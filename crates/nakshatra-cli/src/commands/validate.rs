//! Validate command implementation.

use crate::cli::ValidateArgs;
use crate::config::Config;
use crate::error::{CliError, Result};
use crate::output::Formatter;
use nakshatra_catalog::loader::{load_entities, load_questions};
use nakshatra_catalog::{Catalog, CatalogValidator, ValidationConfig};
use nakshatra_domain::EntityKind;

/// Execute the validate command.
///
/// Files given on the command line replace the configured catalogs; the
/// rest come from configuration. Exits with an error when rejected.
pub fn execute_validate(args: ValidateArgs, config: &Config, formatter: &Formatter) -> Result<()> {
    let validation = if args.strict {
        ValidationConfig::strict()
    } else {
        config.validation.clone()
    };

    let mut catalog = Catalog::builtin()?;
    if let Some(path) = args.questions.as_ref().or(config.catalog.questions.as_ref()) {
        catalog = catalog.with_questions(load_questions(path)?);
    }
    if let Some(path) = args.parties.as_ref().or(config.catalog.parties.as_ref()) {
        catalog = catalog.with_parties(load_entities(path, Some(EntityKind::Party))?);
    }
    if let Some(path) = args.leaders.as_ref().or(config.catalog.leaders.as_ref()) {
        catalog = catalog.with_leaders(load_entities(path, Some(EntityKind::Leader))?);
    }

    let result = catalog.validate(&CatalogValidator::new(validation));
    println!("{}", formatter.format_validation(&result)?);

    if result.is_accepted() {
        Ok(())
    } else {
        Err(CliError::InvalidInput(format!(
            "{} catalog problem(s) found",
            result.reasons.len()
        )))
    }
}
□ □ □
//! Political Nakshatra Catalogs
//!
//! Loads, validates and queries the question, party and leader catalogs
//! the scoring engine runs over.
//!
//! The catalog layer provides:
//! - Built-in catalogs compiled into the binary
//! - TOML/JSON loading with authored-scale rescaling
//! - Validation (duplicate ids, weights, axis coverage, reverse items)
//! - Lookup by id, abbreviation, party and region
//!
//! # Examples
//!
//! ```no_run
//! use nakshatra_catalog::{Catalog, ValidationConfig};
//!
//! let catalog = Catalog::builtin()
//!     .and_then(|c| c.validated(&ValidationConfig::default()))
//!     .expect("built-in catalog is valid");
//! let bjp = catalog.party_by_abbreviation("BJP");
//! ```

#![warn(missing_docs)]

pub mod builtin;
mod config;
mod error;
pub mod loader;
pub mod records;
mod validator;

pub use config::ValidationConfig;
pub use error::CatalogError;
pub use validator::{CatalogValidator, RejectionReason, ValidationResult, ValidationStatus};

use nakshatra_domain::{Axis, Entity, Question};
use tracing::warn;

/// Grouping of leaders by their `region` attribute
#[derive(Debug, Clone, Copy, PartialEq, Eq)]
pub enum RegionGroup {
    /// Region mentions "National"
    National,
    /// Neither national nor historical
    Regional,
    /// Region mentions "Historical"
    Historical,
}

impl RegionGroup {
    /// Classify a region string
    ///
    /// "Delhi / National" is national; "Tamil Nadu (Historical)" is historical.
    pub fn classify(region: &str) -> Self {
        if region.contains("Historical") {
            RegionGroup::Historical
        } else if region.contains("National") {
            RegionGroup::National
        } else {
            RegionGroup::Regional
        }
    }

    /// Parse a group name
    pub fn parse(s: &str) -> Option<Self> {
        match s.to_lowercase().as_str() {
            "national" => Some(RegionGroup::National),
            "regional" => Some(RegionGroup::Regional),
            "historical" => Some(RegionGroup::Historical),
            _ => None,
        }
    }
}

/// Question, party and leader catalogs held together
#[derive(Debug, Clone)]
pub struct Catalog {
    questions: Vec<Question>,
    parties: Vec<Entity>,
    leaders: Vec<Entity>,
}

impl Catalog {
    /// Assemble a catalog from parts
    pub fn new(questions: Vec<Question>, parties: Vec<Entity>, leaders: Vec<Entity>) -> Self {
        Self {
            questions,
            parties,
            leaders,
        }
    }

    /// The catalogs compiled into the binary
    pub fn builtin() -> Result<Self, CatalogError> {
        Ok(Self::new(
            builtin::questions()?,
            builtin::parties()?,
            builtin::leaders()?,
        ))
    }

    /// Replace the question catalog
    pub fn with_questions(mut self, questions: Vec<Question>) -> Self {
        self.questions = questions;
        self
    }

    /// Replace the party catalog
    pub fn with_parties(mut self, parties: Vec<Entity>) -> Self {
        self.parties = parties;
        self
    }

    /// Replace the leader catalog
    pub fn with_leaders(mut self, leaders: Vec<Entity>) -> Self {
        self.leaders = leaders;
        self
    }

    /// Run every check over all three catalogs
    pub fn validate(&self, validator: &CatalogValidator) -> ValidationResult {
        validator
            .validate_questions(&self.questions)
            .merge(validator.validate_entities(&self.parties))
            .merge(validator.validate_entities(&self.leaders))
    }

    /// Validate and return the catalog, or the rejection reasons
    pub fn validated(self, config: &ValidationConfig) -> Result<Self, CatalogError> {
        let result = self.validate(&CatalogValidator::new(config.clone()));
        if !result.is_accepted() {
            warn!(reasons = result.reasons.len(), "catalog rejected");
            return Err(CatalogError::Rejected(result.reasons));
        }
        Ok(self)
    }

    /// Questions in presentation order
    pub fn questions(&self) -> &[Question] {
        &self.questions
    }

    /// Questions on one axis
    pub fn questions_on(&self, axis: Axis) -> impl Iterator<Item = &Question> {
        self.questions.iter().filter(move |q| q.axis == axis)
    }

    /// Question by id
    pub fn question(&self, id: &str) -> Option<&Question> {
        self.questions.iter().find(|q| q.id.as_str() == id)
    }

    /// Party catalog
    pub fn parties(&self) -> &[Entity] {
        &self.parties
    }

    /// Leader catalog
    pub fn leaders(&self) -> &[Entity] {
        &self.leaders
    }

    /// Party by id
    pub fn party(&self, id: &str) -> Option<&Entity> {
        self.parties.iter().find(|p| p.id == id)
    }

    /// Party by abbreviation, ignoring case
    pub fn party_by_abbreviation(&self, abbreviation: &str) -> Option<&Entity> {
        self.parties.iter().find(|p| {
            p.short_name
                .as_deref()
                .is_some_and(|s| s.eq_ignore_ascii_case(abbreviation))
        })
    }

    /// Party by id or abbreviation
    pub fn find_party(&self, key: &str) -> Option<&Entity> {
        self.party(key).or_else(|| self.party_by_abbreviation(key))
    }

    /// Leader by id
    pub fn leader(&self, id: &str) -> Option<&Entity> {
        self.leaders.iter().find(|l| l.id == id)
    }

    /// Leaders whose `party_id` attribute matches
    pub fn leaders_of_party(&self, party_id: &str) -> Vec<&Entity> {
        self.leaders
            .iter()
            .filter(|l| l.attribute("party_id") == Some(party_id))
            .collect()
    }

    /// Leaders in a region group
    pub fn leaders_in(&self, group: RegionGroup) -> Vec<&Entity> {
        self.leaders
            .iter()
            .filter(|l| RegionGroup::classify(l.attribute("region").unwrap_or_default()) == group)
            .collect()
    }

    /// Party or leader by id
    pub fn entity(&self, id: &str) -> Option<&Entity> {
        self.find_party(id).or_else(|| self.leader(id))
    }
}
□ □ □
### What the task requires
From the listing above, copy every line where the string "compiled" is found.

### Result of the task
//! - Built-in catalogs compiled into the binary
    /// The catalogs compiled into the binary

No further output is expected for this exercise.